» The input
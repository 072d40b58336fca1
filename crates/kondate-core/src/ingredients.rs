use serde::{Deserialize, Serialize};

/// Trim an ingredient name for display, including the ideographic space.
/// Returns `None` for items that are empty after trimming.
pub fn clean_item(raw: &str) -> Option<String> {
    let trimmed = raw.trim_matches(|c: char| c.is_whitespace() || c == '\u{3000}');
    if trimmed.is_empty() {
        None
    } else {
        Some(trimmed.to_string())
    }
}

/// Comparison key for an already-cleaned item.
pub fn normalize_key(item: &str) -> String {
    item.to_lowercase()
}

/// A user's on-hand ingredients, in first-insertion order.
///
/// Items compare case-insensitively; the first-seen spelling is kept for
/// display.
#[derive(Debug, Clone, Default, PartialEq, Eq, Serialize, Deserialize)]
pub struct IngredientSet {
    items: Vec<String>,
}

impl IngredientSet {
    pub fn new() -> Self {
        Self::default()
    }

    /// Build a set from raw items, cleaning and collapsing duplicates.
    pub fn from_items<I, S>(raw: I) -> Self
    where
        I: IntoIterator<Item = S>,
        S: AsRef<str>,
    {
        let mut set = Self::new();
        set.extend(raw);
        set
    }

    /// Union raw items into the set. Returns how many were new.
    pub fn extend<I, S>(&mut self, raw: I) -> usize
    where
        I: IntoIterator<Item = S>,
        S: AsRef<str>,
    {
        let mut added = 0;
        for item in raw {
            let Some(clean) = clean_item(item.as_ref()) else {
                continue;
            };
            if !self.contains(&clean) {
                self.items.push(clean);
                added += 1;
            }
        }
        added
    }

    pub fn contains(&self, item: &str) -> bool {
        let Some(clean) = clean_item(item) else {
            return false;
        };
        let key = normalize_key(&clean);
        self.items.iter().any(|i| normalize_key(i) == key)
    }

    pub fn items(&self) -> &[String] {
        &self.items
    }

    pub fn len(&self) -> usize {
        self.items.len()
    }

    pub fn is_empty(&self) -> bool {
        self.items.is_empty()
    }

    /// Ingredients joined for use as generation input.
    pub fn to_input(&self) -> String {
        self.items.join("、")
    }
}

#[cfg(test)]
mod tests {
    use super::*;

    #[test]
    fn test_clean_item_trims_ideographic_space() {
        assert_eq!(clean_item("\u{3000}トマト "), Some("トマト".to_string()));
        assert_eq!(clean_item(" \u{3000} "), None);
    }

    #[test]
    fn test_from_items_collapses_case_duplicates() {
        let set = IngredientSet::from_items(["Tomato", "tomato ", "TOMATO", "egg"]);
        assert_eq!(set.items(), &["Tomato".to_string(), "egg".to_string()]);
    }

    #[test]
    fn test_extend_is_idempotent() {
        let mut set = IngredientSet::from_items(["トマト", "卵"]);
        assert_eq!(set.extend(["卵", "トマト"]), 0);
        assert_eq!(set.len(), 2);
        assert_eq!(set.extend(["ベーコン", ""]), 1);
        assert_eq!(set.len(), 3);
    }

    #[test]
    fn test_contains_is_case_insensitive() {
        let set = IngredientSet::from_items(["Bacon"]);
        assert!(set.contains("bacon"));
        assert!(set.contains(" BACON "));
        assert!(!set.contains(""));
    }

    #[test]
    fn test_to_input_joins_with_ideographic_comma() {
        let set = IngredientSet::from_items(["トマト", "卵"]);
        assert_eq!(set.to_input(), "トマト、卵");
        assert_eq!(IngredientSet::new().to_input(), "");
    }
}
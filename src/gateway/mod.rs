//! Gateway: webhook server, instant responder, and background generator.
//!
//! Requests are answered inside the reply budget. Anything that needs the
//! generation service is handed to the generator through a [`JobQueue`] and
//! delivered later through the platform's delivery API.

pub mod generator;
pub mod handoff;
mod responder;
pub mod routing;
mod server;


pub use responder::{Disposition, WebhookOutcome};
pub use server::build_router;

use kondate_core::{
    config::{GenerationConfig, ServerConfig},
    message::{GenerationJob, Platform},
    traits::{ChatPlatform, IngredientStore, JobQueue, Provider},
};
use std::collections::HashMap;
use std::sync::Arc;
use std::time::{Duration, Instant};
use tokio::sync::mpsc;
use tracing::{error, info};

/// Enabled chat platforms, keyed by platform.
pub type Platforms = HashMap<Platform, Arc<dyn ChatPlatform>>;

/// Wires platforms, the ingredient store, the handoff queue and the provider.
pub struct Gateway {
    pub(super) provider: Arc<dyn Provider>,
    pub(super) platforms: Platforms,
    pub(super) store: Arc<dyn IngredientStore>,
    pub(super) queue: Arc<dyn JobQueue>,
    pub(super) server_config: ServerConfig,
    pub(super) generation: GenerationConfig,
    pub(super) uptime: Instant,
}

impl Gateway {
    pub fn new(
        provider: Arc<dyn Provider>,
        platforms: Platforms,
        store: Arc<dyn IngredientStore>,
        queue: Arc<dyn JobQueue>,
        server_config: ServerConfig,
        generation: GenerationConfig,
    ) -> Self {
        Self {
            provider,
            platforms,
            store,
            queue,
            server_config,
            generation,
            uptime: Instant::now(),
        }
    }

    /// Budget for the synchronous part of a request.
    pub(super) fn reply_budget(&self) -> Duration {
        Duration::from_millis(self.server_config.reply_budget_ms)
    }

    pub(super) fn platform_names(&self) -> Vec<&'static str> {
        let mut names: Vec<_> = self.platforms.keys().map(|p| p.as_str()).collect();
        names.sort_unstable();
        names
    }

    /// Serve webhooks and consume generation jobs until Ctrl+C.
    pub async fn run(self: Arc<Self>, jobs: mpsc::Receiver<GenerationJob>) -> anyhow::Result<()> {
        info!(
            "Kondate gateway running | provider: {} | platforms: {} | reply budget: {}ms",
            self.provider.name(),
            self.platform_names().join(", "),
            self.server_config.reply_budget_ms,
        );

        let generator = tokio::spawn(self.clone().consume(jobs));

        let addr = format!("{}:{}", self.server_config.host, self.server_config.port);
        let listener = tokio::net::TcpListener::bind(&addr).await?;
        info!("Webhook server listening on {addr}");

        let app = build_router(self.clone());
        let result = axum::serve(listener, app)
            .with_graceful_shutdown(async {
                if let Err(e) = tokio::signal::ctrl_c().await {
                    error!("failed to listen for ctrl_c: {e}");
                }
            })
            .await;

        info!("Shutting down...");
        // In-flight jobs are dropped; handoff is at-most-once.
        generator.abort();
        result?;
        info!("Shutdown complete.");
        Ok(())
    }
}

» Work to complete
All of the entries must be given again, word for word.

» Exercise result
repository 072d40b58336fca1
filename crates/kondate-core/src/ingredients.rs
use serde::{Deserialize, Serialize};

/// Trim an ingredient name for display, including the ideographic space.
/// Returns `None` for items that are empty after trimming.
pub fn clean_item(raw: &str) -> Option<String> {
    let trimmed = raw.trim_matches(|c: char| c.is_whitespace() || c == '\u{3000}');
    if trimmed.is_empty() {
        None
    } else {
        Some(trimmed.to_string())
    }
}

/// Comparison key for an already-cleaned item.
pub fn normalize_key(item: &str) -> String {
    item.to_lowercase()
}

/// A user's on-hand ingredients, in first-insertion order.
///
/// Items compare case-insensitively; the first-seen spelling is kept for
/// display.
#[derive(Debug, Clone, Default, PartialEq, Eq, Serialize, Deserialize)]
pub struct IngredientSet {
    items: Vec<String>,
}

impl IngredientSet {
    pub fn new() -> Self {
        Self::default()
    }

    /// Build a set from raw items, cleaning and collapsing duplicates.
    pub fn from_items<I, S>(raw: I) -> Self
    where
        I: IntoIterator<Item = S>,
        S: AsRef<str>,
    {
        let mut set = Self::new();
        set.extend(raw);
        set
    }

    /// Union raw items into the set. Returns how many were new.
    pub fn extend<I, S>(&mut self, raw: I) -> usize
    where
        I: IntoIterator<Item = S>,
        S: AsRef<str>,
    {
        let mut added = 0;
        for item in raw {
            let Some(clean) = clean_item(item.as_ref()) else {
                continue;
            };
            if !self.contains(&clean) {
                self.items.push(clean);
                added += 1;
            }
        }
        added
    }

    pub fn contains(&self, item: &str) -> bool {
        let Some(clean) = clean_item(item) else {
            return false;
        };
        let key = normalize_key(&clean);
        self.items.iter().any(|i| normalize_key(i) == key)
    }

    pub fn items(&self) -> &[String] {
        &self.items
    }

    pub fn len(&self) -> usize {
        self.items.len()
    }

    pub fn is_empty(&self) -> bool {
        self.items.is_empty()
    }

    /// Ingredients joined for use as generation input.
    pub fn to_input(&self) -> String {
        self.items.join("、")
    }
}

#[cfg(test)]
mod tests {
    use super::*;

    #[test]
    fn test_clean_item_trims_ideographic_space() {
        assert_eq!(clean_item("\u{3000}トマト "), Some("トマト".to_string()));
        assert_eq!(clean_item(" \u{3000} "), None);
    }

    #[test]
    fn test_from_items_collapses_case_duplicates() {
        let set = IngredientSet::from_items(["Tomato", "tomato ", "TOMATO", "egg"]);
        assert_eq!(set.items(), &["Tomato".to_string(), "egg".to_string()]);
    }

    #[test]
    fn test_extend_is_idempotent() {
        let mut set = IngredientSet::from_items(["トマト", "卵"]);
        assert_eq!(set.extend(["卵", "トマト"]), 0);
        assert_eq!(set.len(), 2);
        assert_eq!(set.extend(["ベーコン", ""]), 1);
        assert_eq!(set.len(), 3);
    }

    #[test]
    fn test_contains_is_case_insensitive() {
        let set = IngredientSet::from_items(["Bacon"]);
        assert!(set.contains("bacon"));
        assert!(set.contains(" BACON "));
        assert!(!set.contains(""));
    }

    #[test]
    fn test_to_input_joins_with_ideographic_comma() {
        let set = IngredientSet::from_items(["トマト", "卵"]);
        assert_eq!(set.to_input(), "トマト、卵");
        assert_eq!(IngredientSet::new().to_input(), "");
    }
}
filename src/gateway/mod.rs
//! Gateway: webhook server, instant responder, and background generator.
//!
//! Requests are answered inside the reply budget. Anything that needs the
//! generation service is handed to the generator through a [`JobQueue`] and
//! delivered later through the platform's delivery API.

pub mod generator;
pub mod handoff;
mod responder;
pub mod routing;
mod server;


pub use responder::{Disposition, WebhookOutcome};
pub use server::build_router;

use kondate_core::{
    config::{GenerationConfig, ServerConfig},
    message::{GenerationJob, Platform},
    traits::{ChatPlatform, IngredientStore, JobQueue, Provider},
};
use std::collections::HashMap;
use std::sync::Arc;
use std::time::{Duration, Instant};
use tokio::sync::mpsc;
use tracing::{error, info};

/// Enabled chat platforms, keyed by platform.
pub type Platforms = HashMap<Platform, Arc<dyn ChatPlatform>>;

/// Wires platforms, the ingredient store, the handoff queue and the provider.
pub struct Gateway {
    pub(super) provider: Arc<dyn Provider>,
    pub(super) platforms: Platforms,
    pub(super) store: Arc<dyn IngredientStore>,
    pub(super) queue: Arc<dyn JobQueue>,
    pub(super) server_config: ServerConfig,
    pub(super) generation: GenerationConfig,
    pub(super) uptime: Instant,
}

impl Gateway {
    pub fn new(
        provider: Arc<dyn Provider>,
        platforms: Platforms,
        store: Arc<dyn IngredientStore>,
        queue: Arc<dyn JobQueue>,
        server_config: ServerConfig,
        generation: GenerationConfig,
    ) -> Self {
        Self {
            provider,
            platforms,
            store,
            queue,
            server_config,
            generation,
            uptime: Instant::now(),
        }
    }

    /// Budget for the synchronous part of a request.
    pub(super) fn reply_budget(&self) -> Duration {
        Duration::from_millis(self.server_config.reply_budget_ms)
    }

    pub(super) fn platform_names(&self) -> Vec<&'static str> {
        let mut names: Vec<_> = self.platforms.keys().map(|p| p.as_str()).collect();
        names.sort_unstable();
        names
    }

    /// Serve webhooks and consume generation jobs until Ctrl+C.
    pub async fn run(self: Arc<Self>, jobs: mpsc::Receiver<GenerationJob>) -> anyhow::Result<()> {
        info!(
            "Kondate gateway running | provider: {} | platforms: {} | reply budget: {}ms",
            self.provider.name(),
            self.platform_names().join(", "),
            self.server_config.reply_budget_ms,
        );

        let generator = tokio::spawn(self.clone().consume(jobs));

        let addr = format!("{}:{}", self.server_config.host, self.server_config.port);
        let listener = tokio::net::TcpListener::bind(&addr).await?;
        info!("Webhook server listening on {addr}");

        let app = build_router(self.clone());
        let result = axum::serve(listener, app)
            .with_graceful_shutdown(async {
                if let Err(e) = tokio::signal::ctrl_c().await {
                    error!("failed to listen for ctrl_c: {e}");
                }
            })
            .await;

        info!("Shutting down...");
        // In-flight jobs are dropped; handoff is at-most-once.
        generator.abort();
        result?;
        info!("Shutdown complete.");
        Ok(())
    }
}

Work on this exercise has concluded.